§ About this exercise:
Your answer should contain every line of the records, transcribed word for word.

--- Material for the task Enclosed Below ---

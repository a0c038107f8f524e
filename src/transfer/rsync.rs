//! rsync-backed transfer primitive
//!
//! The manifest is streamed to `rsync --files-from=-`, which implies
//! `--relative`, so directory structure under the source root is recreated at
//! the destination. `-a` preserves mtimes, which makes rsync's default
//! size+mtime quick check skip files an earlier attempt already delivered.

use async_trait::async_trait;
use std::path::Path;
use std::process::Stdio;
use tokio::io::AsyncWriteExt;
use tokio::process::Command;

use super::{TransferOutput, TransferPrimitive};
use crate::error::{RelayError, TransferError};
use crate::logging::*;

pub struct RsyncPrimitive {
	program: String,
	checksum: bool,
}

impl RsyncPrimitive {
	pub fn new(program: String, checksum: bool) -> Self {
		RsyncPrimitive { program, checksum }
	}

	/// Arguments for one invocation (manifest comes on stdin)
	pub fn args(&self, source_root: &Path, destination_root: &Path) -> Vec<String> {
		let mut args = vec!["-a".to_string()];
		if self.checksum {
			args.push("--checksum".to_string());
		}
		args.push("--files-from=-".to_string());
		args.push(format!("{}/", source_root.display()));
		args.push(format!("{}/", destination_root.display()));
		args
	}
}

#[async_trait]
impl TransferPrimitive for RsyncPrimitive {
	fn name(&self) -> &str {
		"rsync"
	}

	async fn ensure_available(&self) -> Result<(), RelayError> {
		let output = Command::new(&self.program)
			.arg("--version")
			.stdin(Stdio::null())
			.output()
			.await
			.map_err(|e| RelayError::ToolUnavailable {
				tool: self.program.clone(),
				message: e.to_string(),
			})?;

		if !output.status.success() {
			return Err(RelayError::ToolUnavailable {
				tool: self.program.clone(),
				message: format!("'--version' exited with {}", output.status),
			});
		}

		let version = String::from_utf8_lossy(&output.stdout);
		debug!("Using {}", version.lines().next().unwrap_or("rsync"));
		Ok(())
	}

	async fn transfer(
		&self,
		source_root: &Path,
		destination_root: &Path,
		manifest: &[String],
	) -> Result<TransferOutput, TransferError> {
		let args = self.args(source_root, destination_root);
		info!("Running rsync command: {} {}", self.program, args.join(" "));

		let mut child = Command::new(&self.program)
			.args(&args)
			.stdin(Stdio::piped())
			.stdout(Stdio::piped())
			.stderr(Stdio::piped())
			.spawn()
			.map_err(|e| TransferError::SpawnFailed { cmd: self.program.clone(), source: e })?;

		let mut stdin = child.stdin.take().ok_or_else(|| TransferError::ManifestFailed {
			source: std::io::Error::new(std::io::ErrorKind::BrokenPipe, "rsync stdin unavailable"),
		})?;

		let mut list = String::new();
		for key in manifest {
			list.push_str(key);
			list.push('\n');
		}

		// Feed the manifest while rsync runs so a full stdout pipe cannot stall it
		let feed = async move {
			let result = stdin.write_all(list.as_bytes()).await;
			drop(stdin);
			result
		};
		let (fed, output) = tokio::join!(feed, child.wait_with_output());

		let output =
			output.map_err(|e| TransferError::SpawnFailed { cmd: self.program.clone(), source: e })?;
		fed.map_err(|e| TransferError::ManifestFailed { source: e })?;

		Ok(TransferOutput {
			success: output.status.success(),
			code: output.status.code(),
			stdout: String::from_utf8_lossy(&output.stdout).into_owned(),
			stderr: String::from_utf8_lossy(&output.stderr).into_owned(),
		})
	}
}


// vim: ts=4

--- End of Enclosed Material for the task ---

§ Reply to the task:
repository a0c038107f8f524e
filename src/transfer/rsync.rs
//! rsync-backed transfer primitive
//!
//! The manifest is streamed to `rsync --files-from=-`, which implies
//! `--relative`, so directory structure under the source root is recreated at
//! the destination. `-a` preserves mtimes, which makes rsync's default
//! size+mtime quick check skip files an earlier attempt already delivered.

use async_trait::async_trait;
use std::path::Path;
use std::process::Stdio;
use tokio::io::AsyncWriteExt;
use tokio::process::Command;

use super::{TransferOutput, TransferPrimitive};
use crate::error::{RelayError, TransferError};
use crate::logging::*;

pub struct RsyncPrimitive {
	program: String,
	checksum: bool,
}

impl RsyncPrimitive {
	pub fn new(program: String, checksum: bool) -> Self {
		RsyncPrimitive { program, checksum }
	}

	/// Arguments for one invocation (manifest comes on stdin)
	pub fn args(&self, source_root: &Path, destination_root: &Path) -> Vec<String> {
		let mut args = vec!["-a".to_string()];
		if self.checksum {
			args.push("--checksum".to_string());
		}
		args.push("--files-from=-".to_string());
		args.push(format!("{}/", source_root.display()));
		args.push(format!("{}/", destination_root.display()));
		args
	}
}

#[async_trait]
impl TransferPrimitive for RsyncPrimitive {
	fn name(&self) -> &str {
		"rsync"
	}

	async fn ensure_available(&self) -> Result<(), RelayError> {
		let output = Command::new(&self.program)
			.arg("--version")
			.stdin(Stdio::null())
			.output()
			.await
			.map_err(|e| RelayError::ToolUnavailable {
				tool: self.program.clone(),
				message: e.to_string(),
			})?;

		if !output.status.success() {
			return Err(RelayError::ToolUnavailable {
				tool: self.program.clone(),
				message: format!("'--version' exited with {}", output.status),
			});
		}

		let version = String::from_utf8_lossy(&output.stdout);
		debug!("Using {}", version.lines().next().unwrap_or("rsync"));
		Ok(())
	}

	async fn transfer(
		&self,
		source_root: &Path,
		destination_root: &Path,
		manifest: &[String],
	) -> Result<TransferOutput, TransferError> {
		let args = self.args(source_root, destination_root);
		info!("Running rsync command: {} {}", self.program, args.join(" "));

		let mut child = Command::new(&self.program)
			.args(&args)
			.stdin(Stdio::piped())
			.stdout(Stdio::piped())
			.stderr(Stdio::piped())
			.spawn()
			.map_err(|e| TransferError::SpawnFailed { cmd: self.program.clone(), source: e })?;

		let mut stdin = child.stdin.take().ok_or_else(|| TransferError::ManifestFailed {
			source: std::io::Error::new(std::io::ErrorKind::BrokenPipe, "rsync stdin unavailable"),
		})?;

		let mut list = String::new();
		for key in manifest {
			list.push_str(key);
			list.push('\n');
		}

		// Feed the manifest while rsync runs so a full stdout pipe cannot stall it
		let feed = async move {
			let result = stdin.write_all(list.as_bytes()).await;
			drop(stdin);
			result
		};
		let (fed, output) = tokio::join!(feed, child.wait_with_output());

		let output =
			output.map_err(|e| TransferError::SpawnFailed { cmd: self.program.clone(), source: e })?;
		fed.map_err(|e| TransferError::ManifestFailed { source: e })?;

		Ok(TransferOutput {
			success: output.status.success(),
			code: output.status.code(),
			stdout: String::from_utf8_lossy(&output.stdout).into_owned(),
			stderr: String::from_utf8_lossy(&output.stderr).into_owned(),
		})
	}
}


// vim: ts=4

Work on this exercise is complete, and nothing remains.